In the deposition, Maxwell was pressed to answer questions about the many famous men in Epstein’s orbit, among them Bill Clinton, Alan Dershowitz, and Prince Andrew. In the document that was released on Thursday, those names and others appear under black bars. According to the Miami Herald, which sued for this and other documents to be released, the deposition was released only after “days of wrangling over redactions.”

Slate: “We Cracked the Redactions in the Ghislaine Maxwell Deposition”

It’s some grim shit. I haven’t been following the story that closely, and I don’t particularly want to read all 400-odd pages of testimony.

But this bit caught my eye:

It turns out, though, that those redactions are possible to crack. That’s because the deposition—which you can read in full here—includes a complete alphabetized index of the redacted and unredacted words that appear in the document.

This is … not exactly redacted. It looks pretty redacted in the text itself:

Above: Page 231 of the depositions with black bars redacting some names.

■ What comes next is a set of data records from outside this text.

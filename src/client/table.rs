//! Plain-text rendering of the client screens.

use super::view::{ClientView, Results, Screen};
use crate::competitor::Competitor;
use crate::consts::format_number;

const BAR_CELLS: usize = 10;
const URL_WIDTH: usize = 36;
const NO_DESCRIPTION: &str = "—";

/// Row badge: A, B, C, ... by position.
pub fn badge(index: usize) -> char {
    (b'A' + (index % 26) as u8) as char
}

/// Bar fill in percent. The visual maximum is 100, so any traffic of 100 or
/// more renders as a full bar.
pub fn bar_percent(traffic: u64) -> u64 {
    traffic.min(100)
}

pub fn render_bar(traffic: u64) -> String {
    let filled = (bar_percent(traffic) as usize * BAR_CELLS).div_ceil(100);
    format!("{}{}", "█".repeat(filled), "░".repeat(BAR_CELLS - filled))
}

pub fn render_row(index: usize, competitor: &Competitor) -> String {
    let description = if competitor.description.trim().is_empty() {
        NO_DESCRIPTION
    } else {
        competitor.description.as_str()
    };
    format!(
        "  {}  {:<width$}  {} {:>6}  {}",
        badge(index),
        competitor.url,
        render_bar(competitor.traffic),
        format_number(competitor.traffic),
        description,
        width = URL_WIDTH,
    )
}

pub fn render_results(competitors: &[Competitor]) -> String {
    if competitors.is_empty() {
        return "No competitors found.".to_string();
    }

    let mut out = format!(
        "     {:<width$}  {:<17}  {}\n",
        "Competitors",
        "Organic traffic",
        "Short description",
        width = URL_WIDTH,
    );
    let rows: Vec<String> = competitors
        .iter()
        .enumerate()
        .map(|(i, c)| render_row(i, c))
        .collect();
    out.push_str(&rows.join("\n"));
    out
}

/// Text for whatever screen the view is on.
pub fn render_screen(view: &ClientView) -> String {
    match view.screen() {
        Screen::Search => "Paste your website URL to find its SEO competitors.".to_string(),
        Screen::Results(Results::Loading) => {
            format!("SEO competitors of {}\n\nLoading competitors...", view.url())
        }
        Screen::Results(Results::Loaded(competitors)) => format!(
            "SEO competitors of {}\n\n{}",
            view.url(),
            render_results(competitors)
        ),
    }
}
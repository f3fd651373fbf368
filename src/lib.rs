pub mod banner;
pub mod chat;
pub mod client;
pub mod competitor;
pub mod config;
pub mod consts;
pub mod discover;
pub mod engine;
pub mod enrich;
pub mod prompts;
pub mod search;
pub mod server;
pub mod spinner;
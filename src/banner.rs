//! Startup banners for the server and the terminal client.

use std::net::SocketAddr;
use std::time::Duration;

use crate::consts::{AUTHOR, REPO};

/// Server configuration for display at startup. Never carries secrets.
pub struct ServerBanner<'a> {
    pub addr: SocketAddr,
    pub model: &'a str,
    pub enrich_timeout: Duration,
    pub http_timeout: Duration,
}

pub fn server_banner(info: &ServerBanner) -> String {
    format!(
        r#"
   ╔═══════════════════════════════════════╗
   ║             R I V A L S               ║
   ║   who else is chasing your customers  ║
   ╚═══════════════════════════════════════╝

   version   {}
   by        {}
   repo      {}
   listen    http://{}
   model     {}
   enrich    {}s per competitor
   upstream  {}s per request
"#,
        env!("CARGO_PKG_VERSION"),
        AUTHOR,
        REPO,
        info.addr,
        info.model,
        info.enrich_timeout.as_secs(),
        info.http_timeout.as_secs(),
    )
}

pub fn client_banner(server: &str) -> String {
    format!(
        "rivals {} client, server {}\ntype a website to look up, `back` to start over, `quit` to leave.",
        env!("CARGO_PKG_VERSION"),
        server
    )
}
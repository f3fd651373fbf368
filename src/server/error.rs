//! JSON error responses.

use axum::{
    Json,
    http::StatusCode,
    response::{IntoResponse, Response},
};
use serde_json::json;
use thiserror::Error;

/// Errors surfaced to API callers. Upstream detail is never included.
#[derive(Debug, Error, PartialEq, Eq)]
pub enum ApiError {
    #[error("Website URL is required")]
    MissingWebsite,

    #[error("Internal Server Error")]
    Internal,
}

impl ApiError {
    pub fn status(&self) -> StatusCode {
        match self {
            ApiError::MissingWebsite => StatusCode::BAD_REQUEST,
            ApiError::Internal => StatusCode::INTERNAL_SERVER_ERROR,
        }
    }
}

impl IntoResponse for ApiError {
    fn into_response(self) -> Response {
        (self.status(), Json(json!({ "error": self.to_string() }))).into_response()
    }
}
use std::sync::Arc;
use std::time::Duration;

use anyhow::Context;
use clap::{Parser, Subcommand};
use tracing_subscriber::{layer::SubscriberExt, util::SubscriberInitExt};

use rivals::banner::{ServerBanner, client_banner, server_banner};
use rivals::chat::openrouter::OpenRouterChat;
use rivals::client::HttpApi;
use rivals::client::repl;
use rivals::client::view::ClientView;
use rivals::config::{Credentials, ServerSettings, parse_addr};
use rivals::consts::{
    DEFAULT_ENRICH_TIMEOUT_SECS, DEFAULT_HOST, DEFAULT_HTTP_TIMEOUT_SECS, DEFAULT_PORT,
    DEFAULT_SERVER_URL, OPENROUTER_KEY_VAR, SERPER_KEY_VAR,
};
use rivals::discover::Discoverer;
use rivals::engine::fanout::{FanOutConfig, FanOutEngine};
use rivals::enrich::Enricher;
use rivals::search::serper::SerperSearch;
use rivals::server::{run_server, state::AppState};

#[derive(Parser)]
#[command(
    name = "rivals",
    version,
    about = "Find the competitors of a website.",
    after_help = "Requires OPENROUTER_API_KEY and SERPER_API_KEY in the environment to serve."
)]
struct Cli {
    #[command(subcommand)]
    command: Option<Command>,

    /// Address to listen on
    #[arg(long, env = "RIVALS_HOST", default_value = DEFAULT_HOST)]
    host: String,

    /// Port to listen on
    #[arg(short, long, env = "PORT", default_value_t = DEFAULT_PORT)]
    port: u16,

    /// Chat model used to discover competitors (OpenRouter model id)
    #[arg(short, long, env = "RIVALS_MODEL")]
    model: Option<String>,

    /// Seconds to wait for a single competitor's enrichment
    #[arg(long, default_value_t = DEFAULT_ENRICH_TIMEOUT_SECS)]
    enrich_timeout: u64,

    /// Seconds to wait for any single upstream HTTP request
    #[arg(long, default_value_t = DEFAULT_HTTP_TIMEOUT_SECS)]
    http_timeout: u64,
}

#[derive(Subcommand)]
enum Command {
    /// Look up competitors from the terminal against a running server
    Client {
        /// Base URL of the rivals server
        #[arg(short, long, env = "RIVALS_SERVER", default_value = DEFAULT_SERVER_URL)]
        server: String,

        /// Look up a single website and exit (non-interactive)
        #[arg(short, long)]
        website: Option<String>,
    },
}

fn init_tracing() {
    let env_filter = tracing_subscriber::EnvFilter::try_from_default_env()
        .unwrap_or_else(|_| "rivals=info,tower_http=info".into());

    tracing_subscriber::registry()
        .with(env_filter)
        .with(tracing_subscriber::fmt::layer().with_writer(std::io::stderr))
        .init();
}

#[tokio::main]
async fn main() -> anyhow::Result<()> {
    let cli = Cli::parse();
    init_tracing();

    match cli.command {
        Some(Command::Client { ref server, ref website }) => {
            run_client(server, website.as_deref()).await
        }
        None => serve(&cli).await,
    }
}

/// Validate configuration before binding anything.
fn settings_from(cli: &Cli) -> anyhow::Result<ServerSettings> {
    let credentials = Credentials::from_env_values(
        std::env::var(OPENROUTER_KEY_VAR).ok(),
        std::env::var(SERPER_KEY_VAR).ok(),
    )?;
    Ok(ServerSettings {
        addr: parse_addr(&cli.host, cli.port)?,
        model: cli.model.clone(),
        enrich_timeout: Duration::from_secs(cli.enrich_timeout),
        http_timeout: Duration::from_secs(cli.http_timeout),
        credentials,
    })
}

async fn serve(cli: &Cli) -> anyhow::Result<()> {
    let settings = settings_from(cli).context("refusing to start")?;
    let credentials = settings.credentials;

    let chat = OpenRouterChat::new(
        credentials.openrouter_api_key,
        settings.model,
        settings.http_timeout,
    )?;
    let model = chat.model().to_string();
    let search = SerperSearch::new(credentials.serper_api_key, settings.http_timeout)?;

    let engine = FanOutEngine::new(
        Discoverer::new(Arc::new(chat)),
        Enricher::new(Arc::new(search)),
        FanOutConfig {
            enrich_timeout: settings.enrich_timeout,
        },
    );

    println!(
        "{}",
        server_banner(&ServerBanner {
            addr: settings.addr,
            model: &model,
            enrich_timeout: settings.enrich_timeout,
            http_timeout: settings.http_timeout,
        })
    );

    run_server(AppState::new(Arc::new(engine)), settings.addr).await
}

async fn run_client(server: &str, website: Option<&str>) -> anyhow::Result<()> {
    let api = HttpApi::new(server)?;

    // Single lookup mode
    if let Some(website) = website {
        let mut view = ClientView::new();
        repl::lookup(&mut view, &api, website).await;
        return Ok(());
    }

    println!("{}", client_banner(server));
    repl::run(&api).await
}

But the index helpfully lists out all the redacted words. With the original word lengths intact. In alphabetical order. You don’t need any sophisticated statistical methods to see that many of the redacted black bars on page 231 concern a short word which begins with the letter A, and is followed by either the letter I or the letter L:

Above: The index of the deposition, helpfully listing out all the redacted words alphabetically anbd referencing them to individual lines on individual pages.

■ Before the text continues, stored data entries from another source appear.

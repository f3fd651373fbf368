pub mod fanout;

use anyhow::Result;
use async_trait::async_trait;

use crate::competitor::Competitor;

/// The outermost boundary. The HTTP handler only knows this trait.
#[async_trait]
pub trait Engine: Send + Sync {
    async fn find(&self, website: &str) -> Result<Vec<Competitor>>;
}
//! Wire and domain types for a single competitor lookup.

use rand::RngExt;
use serde::{Deserialize, Serialize};

use crate::consts::TRAFFIC_CEILING;

/// A provisional competitor, as proposed by the chat model.
#[derive(Debug, Clone, PartialEq, Eq, Serialize, Deserialize)]
pub struct CompetitorCandidate {
    pub url: String,
    #[serde(default)]
    pub description: String,
}

/// Metadata attached to a candidate by the enricher.
#[derive(Debug, Clone, PartialEq, Eq, Serialize, Deserialize)]
pub struct CompetitorDetail {
    pub logo: Option<String>,
    /// Placeholder score in `[0, TRAFFIC_CEILING)`. Never a measured value.
    pub traffic: u64,
}

impl CompetitorDetail {
    /// A detail with no logo and a synthesized traffic value.
    pub fn placeholder() -> Self {
        Self::with_logo(None)
    }

    pub fn with_logo(logo: Option<String>) -> Self {
        Self {
            logo,
            traffic: synthesize_traffic(),
        }
    }
}

/// A candidate merged with its detail. One item of the API response.
#[derive(Debug, Clone, PartialEq, Eq, Serialize, Deserialize)]
pub struct Competitor {
    pub url: String,
    pub description: String,
    pub traffic: u64,
    pub logo: Option<String>,
}

impl Competitor {
    pub fn from_parts(candidate: CompetitorCandidate, detail: CompetitorDetail) -> Self {
        Self {
            url: candidate.url,
            description: candidate.description,
            traffic: detail.traffic,
            logo: detail.logo,
        }
    }
}

#[derive(Debug, Clone, PartialEq, Eq, Serialize, Deserialize)]
pub struct CompetitorsResponse {
    pub competitors: Vec<Competitor>,
}

/// No analytics source is wired in; traffic is random noise for the UI.
fn synthesize_traffic() -> u64 {
    rand::rng().random_range(0..TRAFFIC_CEILING)
}
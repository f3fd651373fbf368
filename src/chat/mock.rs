use anyhow::Result;
use async_trait::async_trait;
use std::sync::Mutex;
use std::sync::atomic::{AtomicUsize, Ordering};

use super::{ChatMessage, ChatModel};

/// A scripted chat model for tests. Returns pre-defined replies in order.
pub struct MockChat {
    replies: Vec<Result<String, String>>,
    index: AtomicUsize,
    prompts: Mutex<Vec<String>>,
}

impl MockChat {
    pub fn new(replies: Vec<String>) -> Self {
        Self::scripted(replies.into_iter().map(Ok).collect())
    }

    /// Replies that are `Err` make `complete` fail with that message.
    pub fn scripted(replies: Vec<Result<String, String>>) -> Self {
        Self {
            replies,
            index: AtomicUsize::new(0),
            prompts: Mutex::new(Vec::new()),
        }
    }

    pub fn failing(message: &str) -> Self {
        Self::scripted(vec![Err(message.to_string())])
    }

    /// How many times `complete` has been called.
    pub fn calls(&self) -> usize {
        self.index.load(Ordering::SeqCst)
    }

    /// The last user message of every call, in order.
    pub fn prompts(&self) -> Vec<String> {
        self.prompts.lock().map(|p| p.clone()).unwrap_or_default()
    }
}

#[async_trait]
impl ChatModel for MockChat {
    async fn complete(&self, messages: &[ChatMessage]) -> Result<String> {
        if let (Ok(mut prompts), Some(last)) = (self.prompts.lock(), messages.last()) {
            prompts.push(last.content.clone());
        }

        let i = self.index.fetch_add(1, Ordering::SeqCst);
        match self.replies.get(i) {
            Some(Ok(text)) => Ok(text.clone()),
            Some(Err(message)) => Err(anyhow::anyhow!("{}", message)),
            None => Err(anyhow::anyhow!(
                "MockChat: no more replies (called {} times)",
                i + 1
            )),
        }
    }
}
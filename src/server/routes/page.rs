//! Serves the embedded browser client.

use axum::response::{Html, IntoResponse};

const INDEX_HTML: &str = include_str!("../../../assets/index.html");

/// GET / - The two-screen competitor search page.
pub async fn index() -> impl IntoResponse {
    Html(INDEX_HTML)
}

It also doesn’t take much effort to scroll through the rest of the index, and notice that another short word beginning with the letters GO occurs in exactly the same place:

Above: I wish all metadata was this good.

And once you’ve put those two things together, it’s not a huge leap to figure out that this is probably about Al Gore.

When I first read the Slate article on Friday 23rd October 2020, around 8am UK time, Slate had already listed out a few names they’d figured out by manually going through the index and piecing together coöccurring words. And that reminded me of market basket analysis, one of my favourite statistical processes. I love it because you can figure out where things occur together at scale, and I love it because conceptually it’s not even that hard, it’s just fractions.

Market basket analysis is normally used for retail data to look at what people buy together, like burgers and burger buns, and what people don’t tend to buy together, like veggie sausages and bacon. But since it’s basically just looking at what happens together, you can apply it to all sorts of use cases outside supermarkets.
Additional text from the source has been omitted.